WORK TO COMPLETE: Among these records, which lines include "fields"? Copy them out.

Saved data entries
- - - -
//! Data model for build sessions.

use chrono::{DateTime, Utc};
use serde::{Deserialize, Serialize};
use serde_json::{Map, Value};

// ── Tasks and agents ─────────────────────────────────────────────────

/// Execution status of a single task.
#[derive(Debug, Clone, Copy, PartialEq, Eq, Serialize, Deserialize, Default)]
#[serde(rename_all = "snake_case")]
pub enum TaskStatus {
    #[default]
    Pending,
    Running,
    Done,
    Failed,
}

impl TaskStatus {
    /// Check if the task will not run again.
    pub fn is_terminal(&self) -> bool {
        matches!(self, Self::Done | Self::Failed)
    }
}

/// A unit of work assigned to one agent.
#[derive(Debug, Clone, PartialEq, Serialize, Deserialize)]
pub struct Task {
    pub id: String,
    pub name: String,
    #[serde(default)]
    pub description: String,
    /// Ids of tasks that must finish before this one starts
    #[serde(default)]
    pub dependencies: Vec<String>,
    #[serde(default)]
    pub agent_name: String,
    #[serde(default)]
    pub acceptance_criteria: Vec<String>,
    #[serde(default)]
    pub status: TaskStatus,
}

impl Task {
    pub fn new(id: &str, name: &str, dependencies: Vec<String>) -> Self {
        Self {
            id: id.to_string(),
            name: name.to_string(),
            description: String::new(),
            dependencies,
            agent_name: String::new(),
            acceptance_criteria: Vec::new(),
            status: TaskStatus::Pending,
        }
    }

    /// Assign the task to an agent.
    pub fn with_agent(mut self, agent_name: &str) -> Self {
        self.agent_name = agent_name.to_string();
        self
    }

    pub fn with_description(mut self, description: &str) -> Self {
        self.description = description.to_string();
        self
    }
}

/// Role an agent plays in the team.
#[derive(Debug, Clone, Copy, PartialEq, Eq, Serialize, Deserialize, Default)]
#[serde(rename_all = "snake_case")]
pub enum AgentRole {
    #[default]
    Builder,
    Tester,
    Reviewer,
    Custom,
}

impl std::fmt::Display for AgentRole {
    fn fmt(&self, f: &mut std::fmt::Formatter<'_>) -> std::fmt::Result {
        match self {
            AgentRole::Builder => write!(f, "builder"),
            AgentRole::Tester => write!(f, "tester"),
            AgentRole::Reviewer => write!(f, "reviewer"),
            AgentRole::Custom => write!(f, "custom"),
        }
    }
}

/// Observability status of an agent.
#[derive(Debug, Clone, Copy, PartialEq, Eq, Serialize, Deserialize, Default)]
#[serde(rename_all = "snake_case")]
pub enum AgentStatus {
    #[default]
    Idle,
    Working,
    Done,
    Error,
}

/// An LLM-driven persona that executes tasks.
#[derive(Debug, Clone, PartialEq, Serialize, Deserialize)]
pub struct Agent {
    pub name: String,
    #[serde(default)]
    pub role: AgentRole,
    #[serde(default)]
    pub persona: String,
    /// Workspace-relative paths the agent may write
    #[serde(default)]
    pub allowed_paths: Vec<String>,
    /// Workspace-relative paths the agent must not touch
    #[serde(default)]
    pub restricted_paths: Vec<String>,
    #[serde(default)]
    pub status: AgentStatus,
}

impl Agent {
    pub fn new(name: &str, role: AgentRole) -> Self {
        Self {
            name: name.to_string(),
            role,
            persona: String::new(),
            allowed_paths: Vec::new(),
            restricted_paths: Vec::new(),
            status: AgentStatus::Idle,
        }
    }
}

// ── Spec ─────────────────────────────────────────────────────────────

/// Declarative description of the nugget to build.
///
/// Only the sections the engine reads are typed; everything else is kept
/// verbatim in `extra` for the planner.
#[derive(Debug, Clone, Default, PartialEq, Serialize, Deserialize)]
pub struct BuildSpec {
    #[serde(default)]
    pub project: ProjectSpec,
    #[serde(default)]
    pub workflow: WorkflowSpec,
    #[serde(default)]
    pub deployment: DeploymentSpec,
    /// Deploy targets for multi-device builds
    #[serde(default)]
    pub devices: Vec<DeployUnit>,
    #[serde(default)]
    pub rules: Vec<RuleSpec>,
    #[serde(default)]
    pub skills: Vec<SkillSpec>,
    #[serde(flatten)]
    pub extra: Map<String, Value>,
}

impl BuildSpec {
    /// Rules that fire on the given trigger.
    pub fn rules_for(&self, trigger: RuleTrigger) -> impl Iterator<Item = &RuleSpec> {
        self.rules.iter().filter(move |r| r.trigger == trigger)
    }

    /// Whether the spec asks for any deployment beyond the preview.
    pub fn wants_deploy(&self) -> bool {
        !self.devices.is_empty()
            || matches!(self.deployment.target, DeployTarget::Esp32 | DeployTarget::Both)
    }
}

#[derive(Debug, Clone, PartialEq, Serialize, Deserialize)]
pub struct ProjectSpec {
    #[serde(default)]
    pub goal: String,
    #[serde(rename = "type", default = "default_project_type")]
    pub kind: String,
}

fn default_project_type() -> String {
    "software".to_string()
}

impl Default for ProjectSpec {
    fn default() -> Self {
        Self {
            goal: String::new(),
            kind: default_project_type(),
        }
    }
}

#[derive(Debug, Clone, Default, PartialEq, Serialize, Deserialize)]
pub struct WorkflowSpec {
    /// Free-form gate descriptions; any entry enables the mid-build gate
    #[serde(default)]
    pub human_gates: Vec<String>,
    /// Pause for a human review between executing and testing
    #[serde(default)]
    pub review_enabled: bool,
}

#[derive(Debug, Clone, Copy, PartialEq, Eq, Serialize, Deserialize, Default)]
#[serde(rename_all = "snake_case")]
pub enum DeployTarget {
    #[default]
    Preview,
    Web,
    Esp32,
    Both,
}

#[derive(Debug, Clone, Default, PartialEq, Serialize, Deserialize)]
pub struct DeploymentSpec {
    #[serde(default)]
    pub target: DeployTarget,
}

#[derive(Debug, Clone, Copy, PartialEq, Eq, Serialize, Deserialize)]
#[serde(rename_all = "snake_case")]
pub enum RuleTrigger {
    Always,
    OnTestFail,
    BeforeDeploy,
    #[serde(other)]
    Other,
}

/// A user-authored rule injected into prompts.
#[derive(Debug, Clone, PartialEq, Serialize, Deserialize)]
pub struct RuleSpec {
    pub name: String,
    pub prompt: String,
    pub trigger: RuleTrigger,
}

/// A user-authored skill; `agent` category skills reach every agent.
#[derive(Debug, Clone, PartialEq, Serialize, Deserialize)]
pub struct SkillSpec {
    pub name: String,
    pub prompt: String,
    #[serde(default)]
    pub category: String,
}

// ── Sessions ─────────────────────────────────────────────────────────

/// Lifecycle state of a build session.
#[derive(Debug, Clone, Copy, PartialEq, Eq, Serialize, Deserialize, Default)]
#[serde(rename_all = "snake_case")]
pub enum SessionState {
    #[default]
    Idle,
    Planning,
    Executing,
    Reviewing,
    Testing,
    Deploying,
    Done,
}

impl SessionState {
    /// `Done` is the only terminal state.
    pub fn is_terminal(&self) -> bool {
        matches!(self, Self::Done)
    }
}

impl std::fmt::Display for SessionState {
    fn fmt(&self, f: &mut std::fmt::Formatter<'_>) -> std::fmt::Result {
        let s = match self {
            SessionState::Idle => "idle",
            SessionState::Planning => "planning",
            SessionState::Executing => "executing",
            SessionState::Reviewing => "reviewing",
            SessionState::Testing => "testing",
            SessionState::Deploying => "deploying",
            SessionState::Done => "done",
        };
        f.write_str(s)
    }
}

/// One build lifecycle.
#[derive(Debug, Clone, Default, PartialEq, Serialize, Deserialize)]
pub struct BuildSession {
    pub id: String,
    #[serde(default)]
    pub state: SessionState,
    #[serde(default)]
    pub spec: Option<BuildSpec>,
    #[serde(default)]
    pub tasks: Vec<Task>,
    #[serde(default)]
    pub agents: Vec<Agent>,
}

impl BuildSession {
    pub fn new(id: &str) -> Self {
        Self {
            id: id.to_string(),
            ..Default::default()
        }
    }

    pub fn task(&self, id: &str) -> Option<&Task> {
        self.tasks.iter().find(|t| t.id == id)
    }

    pub fn task_mut(&mut self, id: &str) -> Option<&mut Task> {
        self.tasks.iter_mut().find(|t| t.id == id)
    }

    pub fn agent_mut(&mut self, name: &str) -> Option<&mut Agent> {
        self.agents.iter_mut().find(|a| a.name == name)
    }

    /// Count tasks with the given status.
    pub fn count_tasks(&self, status: TaskStatus) -> usize {
        self.tasks.iter().filter(|t| t.status == status).count()
    }
}

// ── Feedback loops ───────────────────────────────────────────────────

#[derive(Debug, Clone, Copy, PartialEq, Eq, Serialize, Deserialize)]
#[serde(rename_all = "snake_case")]
pub enum AttemptStatus {
    InProgress,
    Passed,
    Failed,
}

/// One attempt at a task. Only the last record of a loop may be in progress.
#[derive(Debug, Clone, PartialEq, Serialize, Deserialize)]
pub struct AttemptRecord {
    pub attempt_number: u32,
    pub status: AttemptStatus,
    #[serde(default, skip_serializing_if = "Option::is_none")]
    pub failure_reason: Option<String>,
    #[serde(default, skip_serializing_if = "Option::is_none")]
    pub tests_passing: Option<u32>,
    #[serde(default, skip_serializing_if = "Option::is_none")]
    pub tests_total: Option<u32>,
    pub timestamp: DateTime<Utc>,
}

impl AttemptRecord {
    pub fn is_resolved(&self) -> bool {
        self.status != AttemptStatus::InProgress
    }

    /// Fraction of passing tests; falls back to 1 or 0 when counts are absent.
    pub fn pass_ratio(&self) -> f64 {
        match (self.tests_passing, self.tests_total) {
            (Some(passing), Some(total)) if total > 0 => f64::from(passing) / f64::from(total),
            _ => {
                if self.status == AttemptStatus::Passed {
                    1.0
                } else {
                    0.0
                }
            }
        }
    }
}

/// Step within a correction cycle.
#[derive(Debug, Clone, Copy, PartialEq, Eq, Serialize, Deserialize)]
#[serde(rename_all = "snake_case")]
pub enum CorrectionStep {
    Diagnosing,
    Fixing,
    Retesting,
}

/// Direction successive attempts are heading.
#[derive(Debug, Clone, Copy, PartialEq, Eq, Serialize, Deserialize)]
#[serde(rename_all = "snake_case")]
pub enum Trend {
    Improving,
    Stalled,
    Diverging,
}

/// Attempt history for one task.
#[derive(Debug, Clone, PartialEq, Serialize, Deserialize)]
pub struct FeedbackLoop {
    pub task_id: String,
    pub task_name: String,
    pub attempts: Vec<AttemptRecord>,
    pub converged: bool,
    #[serde(default, skip_serializing_if = "Option::is_none")]
    pub current_step: Option<CorrectionStep>,
    pub max_attempts: u32,
}

// ── Deployment ───────────────────────────────────────────────────────

/// How a deploy unit reaches its target.
#[derive(Debug, Clone, Copy, PartialEq, Eq, Serialize, Deserialize, Default)]
#[serde(rename_all = "snake_case")]
pub enum DeployMethod {
    /// Physical board; requires a human to connect it before flashing
    Flash,
    Cloud,
    #[default]
    Local,
}

/// Capabilities a plugin produces and consumes, as `name:type` keys.
#[derive(Debug, Clone, Default, PartialEq, Serialize, Deserialize)]
pub struct DeployManifest {
    #[serde(default)]
    pub method: DeployMethod,
    #[serde(default)]
    pub provides: Vec<String>,
    #[serde(default)]
    pub requires: Vec<String>,
}

/// One device or service target of a deployment.
#[derive(Debug, Clone, PartialEq, Serialize, Deserialize)]
pub struct DeployUnit {
    pub plugin_id: String,
    pub instance_id: String,
    #[serde(default)]
    pub fields: Map<String, Value>,
    /// Inline manifest; when absent the plugin's registered manifest applies
    #[serde(default, skip_serializing_if = "Option::is_none")]
    pub deploy_manifest: Option<DeployManifest>,
}

impl DeployUnit {
    pub fn new(plugin_id: &str, instance_id: &str) -> Self {
        Self {
            plugin_id: plugin_id.to_string(),
            instance_id: instance_id.to_string(),
            fields: Map::new(),
            deploy_manifest: None,
        }
    }

    pub fn with_manifest(mut self, manifest: DeployManifest) -> Self {
        self.deploy_manifest = Some(manifest);
        self
    }
}

#[cfg(test)]
mod tests {
    use super::*;

    fn attempt(status: AttemptStatus, passing: Option<u32>, total: Option<u32>) -> AttemptRecord {
        AttemptRecord {
            attempt_number: 0,
            status,
            failure_reason: None,
            tests_passing: passing,
            tests_total: total,
            timestamp: Utc::now(),
        }
    }

    #[test]
    fn test_pass_ratio_uses_test_counts() {
        let a = attempt(AttemptStatus::Failed, Some(1), Some(4));
        assert_eq!(a.pass_ratio(), 0.25);
    }

    #[test]
    fn test_pass_ratio_defaults_without_counts() {
        assert_eq!(attempt(AttemptStatus::Passed, None, None).pass_ratio(), 1.0);
        assert_eq!(attempt(AttemptStatus::Failed, None, None).pass_ratio(), 0.0);
        assert_eq!(attempt(AttemptStatus::Failed, Some(0), Some(0)).pass_ratio(), 0.0);
    }

    #[test]
    fn test_spec_parses_with_defaults() {
        let spec: BuildSpec = serde_json::from_str(r#"{"project": {"goal": "Blink"}}"#).unwrap();
        assert_eq!(spec.project.goal, "Blink");
        assert_eq!(spec.project.kind, "software");
        assert_eq!(spec.deployment.target, DeployTarget::Preview);
        assert!(!spec.wants_deploy());
    }

    #[test]
    fn test_spec_keeps_unknown_sections() {
        let spec: BuildSpec =
            serde_json::from_str(r#"{"style": {"colors": "blue"}, "deployment": {"target": "esp32"}}"#)
                .unwrap();
        assert!(spec.extra.contains_key("style"));
        assert!(spec.wants_deploy());
    }

    #[test]
    fn test_unknown_rule_trigger_maps_to_other() {
        let rule: RuleSpec =
            serde_json::from_str(r#"{"name": "r", "prompt": "p", "trigger": "someday"}"#).unwrap();
        assert_eq!(rule.trigger, RuleTrigger::Other);
    }

    #[test]
    fn test_session_state_terminal() {
        assert!(SessionState::Done.is_terminal());
        assert!(!SessionState::Deploying.is_terminal());
        assert_eq!(SessionState::Reviewing.to_string(), "reviewing");
    }
}

/// A commit recorded after a task completed.
#[derive(Debug, Clone, PartialEq, Serialize, Deserialize)]
pub struct CommitInfo {
    pub sha: String,
    pub short_sha: String,
    pub message: String,
    pub agent_name: String,
    pub task_id: String,
    pub timestamp: DateTime<Utc>,
    /// Paths touched relative to the parent commit
    pub files_changed: Vec<String>,
}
- - - -
RESPONSE TO THIS TASK:
    pub fields: Map<String, Value>,
            fields: Map::new(),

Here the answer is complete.